Locations: Perhaps most useful to any retailer would be the ability to tell Twitter exactly where to listen for tweets based on specific places or areas. It does little good to discover a conversation about needing tires in Kansas City if your business is in San Diego. To limit the search, click the search box in the upper right corner and put the query “near: [location name]”. (Please note that the colon or “:” is important.) The location can be the name of a city or (better yet) a ZIP code. Twitter will show you a list of tweets than have originated within that area. By default, Twitter sets a 15-mile radius; however, you can set that distance to be anything you want by using functionality in the address bar.

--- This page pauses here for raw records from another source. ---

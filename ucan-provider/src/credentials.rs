//! Provider credentials.

use std::fmt;

use serde::Deserialize;
use ucan_reconciler::ClientError;

/// Access key pair plus the signing scope it belongs to.
#[derive(Clone, Deserialize)]
#[serde(rename_all = "camelCase")]
pub struct Credentials {
    pub access_key_id: String,
    pub secret_access_key: String,
    #[serde(default)]
    pub service: String,
    #[serde(default)]
    pub region: String,
}

impl Credentials {
    /// Parse the JSON credential blob handed to the provider.
    pub fn parse(data: &[u8]) -> Result<Self, ClientError> {
        let credentials: Credentials = serde_json::from_slice(data)
            .map_err(|e| ClientError::Invalid(format!("cannot parse credentials: {}", e)))?;
        if credentials.access_key_id.is_empty() || credentials.secret_access_key.is_empty() {
            return Err(ClientError::Invalid("invalid certificate".to_string()));
        }
        Ok(credentials)
    }
}

impl fmt::Debug for Credentials {
    fn fmt(&self, f: &mut fmt::Formatter<'_>) -> fmt::Result {
        f.debug_struct("Credentials")
            .field("access_key_id", &self.access_key_id)
            .field("secret_access_key", &"<redacted>")
            .field("service", &self.service)
            .field("region", &self.region)
            .finish()
    }
}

Attitudes: You can also direct Twitter to display people who convey positive attitudes or negative attitudes in their tweets, which is particularly useful if you are monitoring what is being said about your business online. This also helps you discover prospects who are unhappy with competitors in your trading area. This is a great opportunity to pick up a client currently dissatisfied with a current business relationship, who may have shared a negative experience online.
Date Ranges: Setting up date ranges will help limit tweets to a specific date range, allowing you to avoid tweets from weeks or months ago when the window of opportunity is well past. This feature is a great time saver, especially if you don’t want to do this every day. You can filter your search results to a particular time period by adding the “since:” and “until:” options into your search query.
Saved Searches: Once you have developed search criteria that works well for you and pulls up valuable conversations, you can save the search under “More Options” to quickly and easily use it again.
If you have been avoiding Twitter to this point because it seemed irrelevant to your business, it may be time to reconsider. Certainly, using these techniques is something that can be assigned to a staff person, but it is always good to be familiar with what you are asking him or her to do for you. It makes you look more aware – maybe even cool.